● **Assignment**: Copy out all lines from the entries below in which "SessionStore" occurs.

[Dataset records]
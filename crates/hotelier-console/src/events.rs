//! Controller notices.
//!
//! Controllers broadcast transient, dismissible notices; the hosting shell
//! subscribes and renders them however it likes (toast, colored line, ...).

use hotelier_api::ApiError;

/// A user-facing notice emitted by a controller.
#[derive(Clone, Debug, PartialEq, Eq)]
pub enum ConsoleEvent {
    Success(String),
    Failure(String),
}

/// Backend-provided message when one exists, generic fallback otherwise.
pub(crate) fn failure_message(action: &str, err: &ApiError) -> String {
    match err.backend_message() {
        Some(msg) => msg.to_string(),
        None => format!("Failed to {action}"),
    }
}

#[cfg(test)]
mod tests {
    use super::*;

    #[test]
    fn prefers_the_backend_message() {
        let err = ApiError::Validation("email already in use".into());
        assert_eq!(failure_message("update tenant", &err), "email already in use");
    }

    #[test]
    fn falls_back_per_action() {
        let err = ApiError::Network("connection refused".into());
        assert_eq!(failure_message("load tenants", &err), "Failed to load tenants");
    }
}
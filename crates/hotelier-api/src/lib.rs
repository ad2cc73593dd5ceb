//! Hotelier API Client
//!
//! Typed REST client for the tenant-administration backend: data model,
//! error taxonomy, session credential store, HTTP transport, and the tenant
//! gateway. Controllers in `hotelier-console` drive these; nothing here
//! keeps list/pagination state.

#![warn(missing_docs)]
#![allow(dead_code)]

pub mod error;
pub mod model;
pub mod session;
pub mod tenants;
pub mod transport;

pub use error::{ApiError, ApiResult};
pub use model::{Page, StatusFilter, SubscriptionPlan, Tenant, TenantStatus};
pub use session::{SessionEvent, SessionStore};
pub use tenants::{TenantApi, TenantGateway, DEFAULT_PAGE_SIZE};
pub use transport::Transport;
//! CLI Configuration
//!
//! Profile config under `~/.hotelier/`, including the persisted bearer
//! credential (the console's stand-in for the browser's login boundary).

use serde::{Deserialize, Serialize};
use std::fs;
use std::path::PathBuf;

#[derive(Debug, Default, Serialize, Deserialize)]
pub struct Config {
    pub api_url: Option<String>,
    pub access_token: Option<String>,
    pub default_format: Option<String>,
}

impl Config {
    pub fn load(profile: Option<&str>) -> Result<Self, String> {
        let path = Self::config_path(profile)?;
        if path.exists() {
            let content = fs::read_to_string(&path).map_err(|e| e.to_string())?;
            toml::from_str(&content).map_err(|e| e.to_string())
        } else {
            Ok(Self::default())
        }
    }

    pub fn save(&self, profile: Option<&str>) -> Result<(), String> {
        let path = Self::config_path(profile)?;
        if let Some(parent) = path.parent() {
            fs::create_dir_all(parent).map_err(|e| e.to_string())?;
        }
        let content = toml::to_string_pretty(self).map_err(|e| e.to_string())?;
        fs::write(&path, content).map_err(|e| e.to_string())
    }

    fn config_path(profile: Option<&str>) -> Result<PathBuf, String> {
        let home = dirs::home_dir().ok_or("Cannot find home directory")?;
        let filename = match profile {
            Some(p) => format!("config.{}.toml", p),
            None => "config.toml".to_string(),
        };
        Ok(home.join(".hotelier").join(filename))
    }
}
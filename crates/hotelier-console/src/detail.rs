//! Single-tenant detail view controller.

use crate::events::failure_message;
use hotelier_api::{ApiError, Tenant, TenantGateway};
use std::sync::Arc;

/// Fetch-once-on-mount state machine.
#[derive(Clone, Debug, PartialEq)]
pub enum DetailState {
    Loading,
    Loaded(Tenant),
    NotFound,
    Failed(String),
}

pub struct DetailController {
    gateway: Arc<dyn TenantGateway>,
    tenant_id: String,
    state: DetailState,
}

impl DetailController {
    pub fn new(gateway: Arc<dyn TenantGateway>, tenant_id: impl Into<String>) -> Self {
        Self {
            gateway,
            tenant_id: tenant_id.into(),
            state: DetailState::Loading,
        }
    }

    pub fn state(&self) -> &DetailState {
        &self.state
    }

    pub async fn load(&mut self) {
        self.state = DetailState::Loading;
        self.state = match self.gateway.get(&self.tenant_id).await {
            Ok(tenant) => DetailState::Loaded(tenant),
            Err(ApiError::NotFound(_)) => DetailState::NotFound,
            Err(err) => DetailState::Failed(failure_message("load tenant details", &err)),
        };
    }
}
//! HTTP transport client.
//!
//! Wraps outbound calls to the backend: attaches the bearer credential when
//! one is present, maps non-2xx statuses into [`ApiError`], and handles 401
//! globally by clearing the injected [`SessionStore`] and broadcasting
//! [`SessionEvent::Unauthorized`] before propagating the failure. Every
//! other error is returned unchanged for the caller to interpret.

use crate::error::{ApiError, ApiResult};
use crate::session::{SessionEvent, SessionStore};
use reqwest::{Method, StatusCode};
use serde::de::DeserializeOwned;
use serde::Serialize;
use std::time::Duration;
use tokio::sync::broadcast;
use tracing::{debug, warn};
use url::Url;

const REQUEST_TIMEOUT: Duration = Duration::from_secs(30);

pub struct Transport {
    base_url: Url,
    http: reqwest::Client,
    session: SessionStore,
    events: broadcast::Sender<SessionEvent>,
}

impl Transport {
    /// Build a transport against `base_url` with an injected session store.
    pub fn new(base_url: &str, session: SessionStore) -> ApiResult<Self> {
        let base_url =
            Url::parse(base_url).map_err(|e| ApiError::Network(format!("invalid base url: {e}")))?;
        let http = reqwest::Client::builder()
            .timeout(REQUEST_TIMEOUT)
            .build()
            .map_err(|e| ApiError::Network(e.to_string()))?;
        let (events, _) = broadcast::channel(16);

        Ok(Self {
            base_url,
            http,
            session,
            events,
        })
    }

    pub fn session(&self) -> &SessionStore {
        &self.session
    }

    /// Subscribe to session events (401 handling lives with the shell).
    pub fn subscribe(&self) -> broadcast::Receiver<SessionEvent> {
        self.events.subscribe()
    }

    pub async fn get<T: DeserializeOwned>(
        &self,
        path: &str,
        query: &[(&str, String)],
    ) -> ApiResult<T> {
        let req = self.request(Method::GET, path)?.query(query);
        self.json(self.execute(req).await?).await
    }

    pub async fn post<T: DeserializeOwned, B: Serialize>(
        &self,
        path: &str,
        body: &B,
    ) -> ApiResult<T> {
        let req = self.request(Method::POST, path)?.json(body);
        self.json(self.execute(req).await?).await
    }

    pub async fn put<T: DeserializeOwned, B: Serialize>(
        &self,
        path: &str,
        body: &B,
    ) -> ApiResult<T> {
        let req = self.request(Method::PUT, path)?.json(body);
        self.json(self.execute(req).await?).await
    }

    pub async fn patch<T: DeserializeOwned, B: Serialize>(
        &self,
        path: &str,
        body: &B,
    ) -> ApiResult<T> {
        let req = self.request(Method::PATCH, path)?.json(body);
        self.json(self.execute(req).await?).await
    }

    /// PATCH without a body (activate has none).
    pub async fn patch_empty<T: DeserializeOwned>(&self, path: &str) -> ApiResult<T> {
        let req = self.request(Method::PATCH, path)?;
        self.json(self.execute(req).await?).await
    }

    pub async fn delete(&self, path: &str) -> ApiResult<()> {
        let req = self.request(Method::DELETE, path)?;
        self.execute(req).await?;
        Ok(())
    }

    fn request(&self, method: Method, path: &str) -> ApiResult<reqwest::RequestBuilder> {
        let url = self
            .base_url
            .join(path)
            .map_err(|e| ApiError::Network(format!("invalid request path: {e}")))?;
        debug!(%method, %url, "dispatching request");

        let mut req = self.http.request(method, url);
        // Absence of a token is not an error; the backend decides.
        if let Some(token) = self.session.token() {
            req = req.bearer_auth(token);
        }
        Ok(req)
    }

    async fn execute(&self, req: reqwest::RequestBuilder) -> ApiResult<reqwest::Response> {
        let response = req
            .send()
            .await
            .map_err(|e| ApiError::Network(e.to_string()))?;
        let status = response.status();

        if status == StatusCode::UNAUTHORIZED {
            // Clear first, then notify the shell, then fail the caller.
            self.session.clear();
            let _ = self.events.send(SessionEvent::Unauthorized);
            warn!("unauthorized response, session cleared");
            return Err(ApiError::Unauthorized);
        }

        if !status.is_success() {
            let body = response.text().await.unwrap_or_default();
            warn!(status = status.as_u16(), "backend returned error status");
            return Err(ApiError::from_status(status.as_u16(), &body));
        }

        Ok(response)
    }

    async fn json<T: DeserializeOwned>(&self, response: reqwest::Response) -> ApiResult<T> {
        response
            .json()
            .await
            .map_err(|e| ApiError::Decode(e.to_string()))
    }
}

impl std::fmt::Debug for Transport {
    fn fmt(&self, f: &mut std::fmt::Formatter<'_>) -> std::fmt::Result {
        f.debug_struct("Transport")
            .field("base_url", &self.base_url.as_str())
            .field("session", &self.session)
            .finish()
    }
}
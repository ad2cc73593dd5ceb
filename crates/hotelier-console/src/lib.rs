//! Hotelier Console Controllers
//!
//! The state-synchronization layer of the tenant-administration console.
//! Controllers own view state, derive the correct gateway calls, reconcile
//! responses, and re-trigger loads after mutating actions. Presentation
//! (the CLI, or any other shell) subscribes to their notices and renders
//! their state; it never mutates the snapshot directly.
//!
//! ```text
//! interaction -> controller intent -> gateway call -> reconcile -> render
//!        ^                                                         |
//!        └─────────────────────────────────────────────────────────┘
//! ```

#![allow(dead_code)]

pub mod create;
pub mod detail;
pub mod draft;
pub mod edit;
pub mod events;
pub mod list;

#[cfg(test)]
pub(crate) mod testutil;

pub use create::CreateController;
pub use detail::{DetailController, DetailState};
pub use draft::TenantDraft;
pub use edit::EditController;
pub use events::ConsoleEvent;
pub use list::{ListController, ListRequest, LoadPhase, LoadTicket};
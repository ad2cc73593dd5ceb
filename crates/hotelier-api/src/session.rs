//! Session credential store.
//!
//! The bearer credential lives in an explicitly shared store injected into
//! the transport at construction; there is no process-global token state.
//! Single writer (the transport's 401 handler and the hosting shell),
//! single relevant reader (the outgoing-request decorator).

use parking_lot::RwLock;
use std::sync::Arc;

/// Cheaply clonable holder for the current bearer token.
#[derive(Clone, Default)]
pub struct SessionStore {
    token: Arc<RwLock<Option<String>>>,
}

impl SessionStore {
    pub fn new() -> Self {
        Self::default()
    }

    /// Store seeded with an existing credential.
    pub fn with_token(token: impl Into<String>) -> Self {
        let store = Self::new();
        store.set(token);
        store
    }

    pub fn set(&self, token: impl Into<String>) {
        *self.token.write() = Some(token.into());
    }

    pub fn token(&self) -> Option<String> {
        self.token.read().clone()
    }

    pub fn clear(&self) {
        *self.token.write() = None;
    }

    pub fn is_authenticated(&self) -> bool {
        self.token.read().is_some()
    }
}

impl std::fmt::Debug for SessionStore {
    fn fmt(&self, f: &mut std::fmt::Formatter<'_>) -> std::fmt::Result {
        // Never print the credential itself.
        f.debug_struct("SessionStore")
            .field("authenticated", &self.is_authenticated())
            .finish()
    }
}

/// Session-level events the hosting shell subscribes to.
#[derive(Clone, Copy, Debug, PartialEq, Eq)]
pub enum SessionEvent {
    /// A 401 was observed; the store has already been cleared. The shell
    /// decides what "redirect to login" means in its world.
    Unauthorized,
}

#[cfg(test)]
mod tests {
    use super::*;

    #[test]
    fn clones_share_the_same_credential() {
        let store = SessionStore::new();
        let other = store.clone();

        store.set("secret");
        assert_eq!(other.token().as_deref(), Some("secret"));

        other.clear();
        assert!(!store.is_authenticated());
    }

    #[test]
    fn debug_never_leaks_the_token() {
        let store = SessionStore::with_token("super-secret");
        assert!(!format!("{store:?}").contains("super-secret"));
    }
}
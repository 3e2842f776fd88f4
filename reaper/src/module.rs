//! Cluster module reaper - deletes VM-grouping objects with no members.

use std::sync::Arc;

use async_trait::async_trait;
use serde::{Deserialize, Serialize};
use tokio_util::sync::CancellationToken;
use tracing::{debug, info};

use crate::audit::ReapAuditLogger;
use crate::config::ReaperConfig;
use crate::error::{ReapError, Result, aggregate};
use crate::inventory::ObjectRef;

/// A VM-grouping object used for placement bookkeeping.
#[derive(Debug, Clone, PartialEq, Eq, Serialize, Deserialize)]
pub struct ClusterModule {
    pub id: String,
    pub cluster: String,
}

/// Grouping object API of the platform.
#[async_trait]
pub trait ClusterModules: Send + Sync {
    async fn list_modules(&self) -> Result<Vec<ClusterModule>>;

    async fn list_members(&self, module_id: &str) -> Result<Vec<ObjectRef>>;

    async fn delete_module(&self, module_id: &str) -> Result<()>;
}

pub struct ModuleReaper {
    modules: Arc<dyn ClusterModules>,
    config: Arc<ReaperConfig>,
    audit: Arc<ReapAuditLogger>,
    cancel: CancellationToken,
}

impl ModuleReaper {
    pub fn new(
        modules: Arc<dyn ClusterModules>,
        config: Arc<ReaperConfig>,
        audit: Arc<ReapAuditLogger>,
        cancel: CancellationToken,
    ) -> Self {
        Self {
            modules,
            config,
            audit,
            cancel,
        }
    }

    /// Delete every module without members.
    ///
    /// Failures on one module never stop the others; they come back as one
    /// aggregate.
    pub async fn reap(&self) -> Result<()> {
        info!("Deleting empty cluster modules");

        let modules = self.modules.list_modules().await?;
        let mut errors = Vec::new();

        for module in modules {
            if self.cancel.is_cancelled() {
                return Err(ReapError::Cancelled);
            }
            let members = match self.modules.list_members(&module.id).await {
                Ok(members) => members,
                Err(e) => {
                    errors.push(e.context(format!("listing members of cluster module {}", module.id)));
                    continue;
                }
            };
            if !members.is_empty() {
                debug!(module = %module.id, members = members.len(), "Keeping cluster module");
                continue;
            }

            info!(module = %module.id, cluster = %module.cluster, "Deleting empty cluster module");
            self.audit.delete_cluster_module(&module.id);
            if self.config.dry_run {
                continue;
            }
            if let Err(e) = self.modules.delete_module(&module.id).await {
                errors.push(e.context(format!("deleting cluster module {}", module.id)));
            }
        }

        aggregate(errors)
    }
}
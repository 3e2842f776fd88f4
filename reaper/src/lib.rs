//! reaper: cleanup engine for leaked virtualization inventory
//!
//! Destroys stale VMs, prunes empty folders and resource pools leaf-first,
//! deletes volumes left behind by a lease and removes empty cluster
//! modules. The platform is reached through the async traits in
//! [`inventory`], [`volume`] and [`module`].

pub mod audit;
pub mod cleanup;
pub mod config;
pub mod error;
pub mod http;
pub mod inventory;
pub mod lease;
pub mod lister;
#[cfg(any(test, feature = "testing"))]
pub mod memory;
pub mod module;
pub mod pruner;
pub mod task;
pub mod vm;
pub mod volume;

pub use audit::{ReapAuditLogger, create_audit_logger};
pub use cleanup::Reaper;
pub use config::{CleanupPlan, ReaperConfig};
pub use error::{AggregateError, ReapError, Result};
pub use http::{HttpConfig, HttpPlatform};
pub use lease::LeaseRunner;
#[cfg(any(test, feature = "testing"))]
pub use memory::MemoryPlatform;
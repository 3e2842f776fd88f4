//! Lease client against an in-process broker.

use std::collections::HashMap;
use std::net::SocketAddr;
use std::sync::Arc;
use std::sync::atomic::{AtomicUsize, Ordering};
use std::time::Duration;

use axum::{Json, Router};
use axum::extract::{Query, State};
use axum::http::StatusCode;
use axum::response::{IntoResponse, Response};
use axum::routing::{get, post};
use reaper_lease::client::type_not_found_message;
use reaper_lease::{LeaseClient, LeaseError, ResourceState};
use serde_json::json;
use tokio::net::TcpListener;
use tokio::sync::Mutex;

#[derive(Default)]
struct Broker {
    /// (name, type, state)
    resources: Mutex<Vec<(String, String, String)>>,
    released: Mutex<Vec<(String, String)>>,
    metric_failures: AtomicUsize,
}

type Params = Query<HashMap<String, String>>;

async fn acquire(State(broker): State<Arc<Broker>>, Query(q): Params) -> Response {
    if q.get("type").map(String::as_str) == Some("unknown") {
        return (StatusCode::NOT_FOUND, type_not_found_message("unknown")).into_response();
    }
    let mut resources = broker.resources.lock().await;
    let found = resources
        .iter_mut()
        .find(|(_, rtype, state)| Some(rtype) == q.get("type") && Some(state) == q.get("state"));
    match found {
        Some((name, rtype, state)) => {
            *state = q["dest"].clone();
            Json(json!({
                "type": rtype,
                "name": name,
                "state": state,
                "owner": q["owner"],
                "lastupdate": "2024-05-01T10:00:00Z",
                "userdata": {"folder": format!("/DC0/vm/{}", name), "resourcePool": format!("/DC0/host/C0/Resources/{}", name)}
            }))
            .into_response()
        }
        None => (StatusCode::NOT_FOUND, "no resource").into_response(),
    }
}

async fn release(State(broker): State<Arc<Broker>>, Query(q): Params) -> StatusCode {
    broker
        .released
        .lock()
        .await
        .push((q["name"].clone(), q["dest"].clone()));
    StatusCode::OK
}

async fn metric(State(broker): State<Arc<Broker>>, Query(q): Params) -> Response {
    if broker.metric_failures.load(Ordering::SeqCst) > 0 {
        broker.metric_failures.fetch_sub(1, Ordering::SeqCst);
        return StatusCode::INTERNAL_SERVER_ERROR.into_response();
    }
    Json(json!({
        "type": q["type"],
        "current": {"dirty": 1, "free": 3},
        "owner": {"reaper": 1}
    }))
    .into_response()
}

async fn spawn(broker: Arc<Broker>) -> SocketAddr {
    let router = Router::new()
        .route("/acquire", post(acquire))
        .route("/release", post(release))
        .route("/update", post(|| async { StatusCode::OK }))
        .route("/metric", get(metric))
        .with_state(broker);

    let listener = TcpListener::bind("127.0.0.1:0").await.unwrap();
    let addr = listener.local_addr().unwrap();
    tokio::spawn(async move {
        axum::serve(listener, router).await.unwrap();
    });
    addr
}

fn client(addr: SocketAddr) -> LeaseClient {
    LeaseClient::new("reaper", &format!("http://{}", addr))
        .unwrap()
        .with_backoff(Duration::from_millis(1))
}

#[tokio::test]
async fn test_acquire_moves_resource_and_then_runs_dry() {
    let broker = Arc::new(Broker::default());
    broker
        .resources
        .lock()
        .await
        .push(("p1".into(), "vsphere".into(), "dirty".into()));
    let client = client(spawn(broker.clone()).await);

    let resource = client
        .acquire("vsphere", ResourceState::Dirty, ResourceState::Cleaning)
        .await
        .unwrap();
    assert_eq!(resource.name, "p1");
    assert_eq!(resource.state, ResourceState::Cleaning);
    assert_eq!(resource.owner, "reaper");
    assert_eq!(
        resource.user_data.unwrap().get("folder"),
        Some("/DC0/vm/p1")
    );

    let err = client
        .acquire("vsphere", ResourceState::Dirty, ResourceState::Cleaning)
        .await
        .unwrap_err();
    assert!(err.is_not_found(), "{err:?}");
}

#[tokio::test]
async fn test_unknown_type_is_distinguished() {
    let client = client(spawn(Arc::new(Broker::default())).await);
    let err = client
        .acquire("unknown", ResourceState::Dirty, ResourceState::Cleaning)
        .await
        .unwrap_err();
    assert!(matches!(err, LeaseError::TypeNotFound(t) if t == "unknown"));
}

#[tokio::test]
async fn test_release_sends_destination_state() {
    let broker = Arc::new(Broker::default());
    let client = client(spawn(broker.clone()).await);

    client.release("p1", ResourceState::Free).await.unwrap();
    client
        .update("p1", ResourceState::Cleaning, None)
        .await
        .unwrap();

    assert_eq!(
        *broker.released.lock().await,
        vec![("p1".to_string(), "free".to_string())]
    );
}

#[tokio::test]
async fn test_metric_retries_server_errors() {
    let broker = Arc::new(Broker::default());
    broker.metric_failures.store(2, Ordering::SeqCst);
    let client = client(spawn(broker.clone()).await);

    let metric = client.metric("vsphere").await.unwrap();
    assert_eq!(metric.current.get("free"), Some(&3));
    assert_eq!(metric.owners.get("reaper"), Some(&1));
}

#[tokio::test]
async fn test_retries_are_bounded() {
    let broker = Arc::new(Broker::default());
    broker.metric_failures.store(10, Ordering::SeqCst);
    let client = client(spawn(broker).await);

    let err = client.metric("vsphere").await.unwrap_err();
    match err {
        LeaseError::RetriesExhausted { errors, .. } => assert_eq!(errors.len(), 4),
        other => panic!("expected exhausted retries, got {other:?}"),
    }
}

● **Written answer**:
pub use session::{SessionEvent, SessionStore};
//! globally by clearing the injected [`SessionStore`] and broadcasting
use crate::session::{SessionEvent, SessionStore};
    session: SessionStore,
    pub fn new(base_url: &str, session: SessionStore) -> ApiResult<Self> {
    pub fn session(&self) -> &SessionStore {
pub struct SessionStore {
impl SessionStore {
impl std::fmt::Debug for SessionStore {
        f.debug_struct("SessionStore")
        let store = SessionStore::new();
        let store = SessionStore::with_token("super-secret");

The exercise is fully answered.